3

I'm looking for a Regex pattern to find German addresses.
The problem is that the format is a bit odd, and changes frequently, samples:

Falcken Str. 45 F
Heinrich-Heine-Straße 62A, Berlin-Kreuzberg
Lindenstrasse 113; Kreuzberg; 10969 Berlin
Erkstrasse 7; Neuköln; 12043 Berlin
Werbellin Strasse 69; Neuköln; 12053 Berlin
Anschrift; Rudolfstrasse 8-10; Friedrichshain; 10245 Berlin
Maybachufer 3, Neukölln, 12047, Berlin, Germany (?)
Skalitzer Strasse 31-32; Kreuzberg; 10999 Berlin
Mühlen Strasse 17; Friedrichshain; 10243 Berlin
Am Flutgraben 1; Treptow; 12435 Berlin; Germany (?)
Rigaer Strasse 89; Friedrichshain; 10247 Berlin
Köpenicker Str. 12, 10997 Berlin-Kreuzberg
Schliemannstraße 27; 10437; Berlin
Michaelkirchstr. 32, 10179 Berlin
Maybachufer 44, Neukölln, 12045, Berlin, Germany
Alexanderstrasse 11; Mitte; 10178 Berlin
Café Dritter Raum - Hertzbergstr. 14 - 12055 Berlin

Now I've tried to divide them to groups (at least [Address] [zipcode] [berlin])
but I couldn't catch all of them, the best I could come up with was

^([a-zäöüß\s\d.,-]+?)\s*([\d\s]+(?:\s?[-|+/]\s?\d+)?\s*[a-z]?)?;*\s*(\d{5})\s*(.+)?$

(thanks to another question on stackoverflow).

Any ideas?

Asaf
  • 8,106
  • 19
  • 66
  • 116
  • so you want to seperatie Germanfrom non German addresses? Then provide some sample input from lines to match and waht to match. If you want to extract certain information from them then specify this also. – buckley Jun 07 '12 at 20:50
  • I want to separate them to groups (address,city and zipcode) in order to insert to DB – Asaf Jun 07 '12 at 20:53
  • Ok, and now for the first part of my question or do you let your regex loose on only German addresses? – buckley Jun 07 '12 at 20:54
  • 1
    Regex are not magic, one needs to know the format, which does not seem to be well defined here. You could match the postal code easy enough, and get the substrings before and after it, but other than that it gets comlicated. – Qtax Jun 07 '12 at 20:55
  • Are you sure you should post a list of actual addresses here? – Junuxx Jun 07 '12 at 21:25
  • it's random addresses, the format is the same though. – Asaf Jun 08 '12 at 09:01

1 Answers1

3

Irregular data leads to inconsistent results. In addition, regular expressions are not the right hammer for every crystal decanter.

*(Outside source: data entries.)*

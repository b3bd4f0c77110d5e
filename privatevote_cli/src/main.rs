use clap::{App, AppSettings, Arg, SubCommand};
use num_enum::TryFromPrimitive;
use privatevote::*;
use std::str::FromStr;
use tracing_subscriber::EnvFilter;

mod command_e2e;
mod command_fees;
mod command_init;
mod command_oracle;
mod command_poll;
mod command_query;
mod state;

use command_e2e::command_e2e;
use command_fees::*;
use command_init::command_init;
use command_oracle::command_oracle;
use command_poll::*;
use command_query::*;

#[derive(TryFromPrimitive, PartialEq, PartialOrd, Copy, Clone, Debug)]
#[repr(u8)]
pub enum Verbosity {
    Silent = 0,
    Error = 1,
    Warn = 2,
    Info = 3,
    Debug = 4,
}

impl Verbosity {
    /// Warn by default, each -v raises the level and each -q lowers it
    fn from_counts(verbose: u64, quiet: u64) -> Self {
        let level = (Verbosity::Warn as i64 + verbose.min(4) as i64 - quiet.min(4) as i64)
            .max(Verbosity::Silent as i64)
            .min(Verbosity::Debug as i64);
        Verbosity::try_from_primitive(level as u8).unwrap_or(Verbosity::Warn)
    }

    fn filter(self) -> &'static str {
        match self {
            Verbosity::Silent => "off",
            Verbosity::Error => "error",
            Verbosity::Warn => "warn",
            Verbosity::Info => "info",
            Verbosity::Debug => "debug",
        }
    }
}

fn main() {
    let poll_id_arg = Arg::with_name("POLL-ID")
        .index(1)
        .required(true)
        .help("Poll id");
    let from_arg = Arg::with_name("from")
        .long("from")
        .takes_value(true)
        .required(true)
        .help("Calling account, as 0x-prefixed hex or a name such as 'alice'");

    let matches = App::new("PrivateVote CLI")
        .version("0.1")
        .about("Runs confidential timed polls against a local ledger")
        .setting(AppSettings::SubcommandRequiredElseHelp)
        .arg(
            Arg::with_name("state")
                .long("state")
                .takes_value(true)
                .help("Ledger state file - can also be set with PRIVATEVOTE_STATE"),
        )
        .arg(
            Arg::with_name("now")
                .long("now")
                .takes_value(true)
                .help("Unix time to run operations at, defaults to the system clock"),
        )
        .arg(
            Arg::with_name("v")
                .short("v")
                .multiple(true)
                .help("Sets the level of verbosity"),
        )
        .arg(
            Arg::with_name("q")
                .short("q")
                .multiple(true)
                .help("Lowers the level of verbosity, -qq silences logging"),
        )
        .subcommand(
            SubCommand::with_name("init")
                .about("Create a new ledger state file")
                .arg(
                    Arg::with_name("owner")
                        .long("owner")
                        .takes_value(true)
                        .default_value("owner")
                        .help("Owner account"),
                )
                .arg(
                    Arg::with_name("fee")
                        .long("fee")
                        .takes_value(true)
                        .help("Creation fee in ether, defaults to 0.001"),
                )
                .arg(
                    Arg::with_name("force")
                        .long("force")
                        .help("Overwrite an existing state file"),
                ),
        )
        .subcommand(
            SubCommand::with_name("create")
                .about("Create a poll")
                .arg(from_arg.clone())
                .arg(
                    Arg::with_name("title")
                        .long("title")
                        .takes_value(true)
                        .required(true),
                )
                .arg(
                    Arg::with_name("description")
                        .long("description")
                        .takes_value(true)
                        .default_value(""),
                )
                .arg(
                    Arg::with_name("option")
                        .long("option")
                        .takes_value(true)
                        .multiple(true)
                        .number_of_values(1)
                        .required(true)
                        .help("A poll option, repeat for each option"),
                )
                .arg(
                    Arg::with_name("start")
                        .long("start")
                        .takes_value(true)
                        .default_value("+60")
                        .help("Start time, as unix seconds or +SECONDS from now"),
                )
                .arg(
                    Arg::with_name("end")
                        .long("end")
                        .takes_value(true)
                        .default_value("+3660")
                        .help("End time, as unix seconds or +SECONDS from now"),
                )
                .arg(
                    Arg::with_name("fee")
                        .long("fee")
                        .takes_value(true)
                        .help("Fee to pay in ether, defaults to the current creation fee"),
                ),
        )
        .subcommand(
            SubCommand::with_name("vote")
                .about("Encrypt and cast a vote")
                .arg(from_arg.clone())
                .arg(poll_id_arg.clone())
                .arg(
                    Arg::with_name("OPTION")
                        .index(2)
                        .required(true)
                        .help("Index of the chosen option"),
                ),
        )
        .subcommand(
            SubCommand::with_name("reveal")
                .about("Request decryption of an ended poll")
                .arg(from_arg.clone())
                .arg(poll_id_arg.clone()),
        )
        .subcommand(
            SubCommand::with_name("public-reveal")
                .about("Request decryption of an ended poll")
                .arg(from_arg.clone())
                .arg(poll_id_arg.clone()),
        )
        .subcommand(
            SubCommand::with_name("oracle")
                .about("Run the local decryption service over pending requests")
                .arg(
                    Arg::with_name("as")
                        .long("as")
                        .takes_value(true)
                        .help("Deliver results from this account instead of the oracle"),
                ),
        )
        .subcommand(
            SubCommand::with_name("info")
                .about("Print poll metadata")
                .arg(poll_id_arg.clone()),
        )
        .subcommand(
            SubCommand::with_name("results")
                .about("Print poll results")
                .arg(poll_id_arg.clone()),
        )
        .subcommand(
            SubCommand::with_name("status")
                .about("Print the status of a poll, or of the ledger")
                .arg(
                    Arg::with_name("POLL-ID")
                        .index(1)
                        .required(false)
                        .help("Poll id"),
                )
                .arg(
                    Arg::with_name("voter")
                        .long("voter")
                        .takes_value(true)
                        .help("Also report whether this account has voted"),
                ),
        )
        .subcommand(
            SubCommand::with_name("events")
                .about("Print the event log")
                .arg(
                    Arg::with_name("poll")
                        .long("poll")
                        .takes_value(true)
                        .help("Only events about this poll"),
                ),
        )
        .subcommand(
            SubCommand::with_name("set-fee")
                .about("Change the creation fee")
                .arg(from_arg.clone())
                .arg(
                    Arg::with_name("FEE")
                        .index(1)
                        .required(true)
                        .help("New fee in ether"),
                ),
        )
        .subcommand(
            SubCommand::with_name("withdraw")
                .about("Withdraw collected fees")
                .arg(from_arg),
        )
        .subcommand(
            SubCommand::with_name("e2e")
                .about("Run a complete poll against a throwaway ledger")
                .arg(
                    Arg::with_name("voters")
                        .long("voters")
                        .takes_value(true)
                        .default_value("25"),
                )
                .arg(
                    Arg::with_name("options")
                        .long("options")
                        .takes_value(true)
                        .default_value("3"),
                ),
        )
        .get_matches();

    let verbosity = Verbosity::from_counts(matches.occurrences_of("v"), matches.occurrences_of("q"));
    tracing_subscriber::fmt()
        .with_env_filter(
            EnvFilter::try_from_default_env().unwrap_or_else(|_| EnvFilter::new(verbosity.filter())),
        )
        .with_writer(std::io::stderr)
        .init();

    let env_var = std::env::var("PRIVATEVOTE_STATE");
    let state_path = match matches.value_of("state") {
        Some(path) => path,
        None => env_var.as_deref().unwrap_or("./privatevote.json"),
    };
    let state_path = expand(state_path);

    let now = match matches.value_of("now") {
        Some(now) => u64::from_str(now).unwrap_or_else(|e| {
            eprintln!("privatevote: invalid --now {}: {}", now, e);
            std::process::exit(1);
        }),
        None => SystemClock.now(),
    };
    tracing::debug!(state = %state_path, now, "starting");

    // Subcommands
    match matches.subcommand() {
        ("init", Some(matches)) => command_init(matches, &state_path),
        ("create", Some(matches)) => command_create(matches, &state_path, now),
        ("vote", Some(matches)) => command_vote(matches, &state_path, now),
        ("reveal", Some(matches)) => command_reveal(matches, &state_path, now, false),
        ("public-reveal", Some(matches)) => command_reveal(matches, &state_path, now, true),
        ("oracle", Some(matches)) => command_oracle(matches, &state_path, now),
        ("info", Some(matches)) => command_info(matches, &state_path, now),
        ("results", Some(matches)) => command_results(matches, &state_path, now),
        ("status", Some(matches)) => command_status(matches, &state_path, now),
        ("events", Some(matches)) => command_events(matches, &state_path, now),
        ("set-fee", Some(matches)) => command_set_fee(matches, &state_path, now),
        ("withdraw", Some(matches)) => command_withdraw(matches, &state_path, now),
        ("e2e", Some(matches)) => command_e2e(matches, now),
        _ => {}
    }
}

pub fn expand(input: &str) -> String {
    shellexpand::tilde(input).into_owned()
}

/// Print an error for `command` and exit
pub fn fail(command: &str, err: impl std::fmt::Display) -> ! {
    eprintln!("privatevote {}: {}", command, err);
    std::process::exit(1);
}

/// Parse an account: 0x-prefixed hex, or a name that is hashed into an address
pub fn account(command: &str, value: &str) -> Address {
    if value.starts_with("0x") {
        Address::from_str(value).unwrap_or_else(|e| fail(command, e))
    } else {
        Address::derive(value.as_bytes())
    }
}

/// Parse a time: absolute unix seconds, or +SECONDS relative to `now`
pub fn timestamp(command: &str, value: &str, now: Timestamp) -> Timestamp {
    let parsed = match value.strip_prefix('+') {
        Some(offset) => u64::from_str(offset).map(|o| now.saturating_add(o)),
        None => u64::from_str(value),
    };
    parsed.unwrap_or_else(|e| fail(command, format!("invalid time {}: {}", value, e)))
}

pub fn poll_id(command: &str, matches: &clap::ArgMatches) -> PollId {
    let value = matches.value_of("POLL-ID").unwrap_or_default();
    PollId::from_str(value).unwrap_or_else(|e| fail(command, format!("invalid poll id {}: {}", value, e)))
}

pub fn ether(command: &str, value: &str) -> Amount {
    parse_ether(value).unwrap_or_else(|e| fail(command, e))
}

pub fn print_json<T: serde::Serialize>(command: &str, value: &T) {
    let json = serde_json::to_string_pretty(value).unwrap_or_else(|e| fail(command, e));
    println!("{}", json);
}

From a practical point of view, I'd just parse the standardized addresses (whatever that means for German addresses), and dump the leftovers to another file for manual address correction. If most of your addresses are malformed, then you might need to get access to an address-correction database of some sort--usually commercial, and often available from the postal service involved.

Todd A. Jacobs
  • 81,402
  • 15
  • 141
  • 199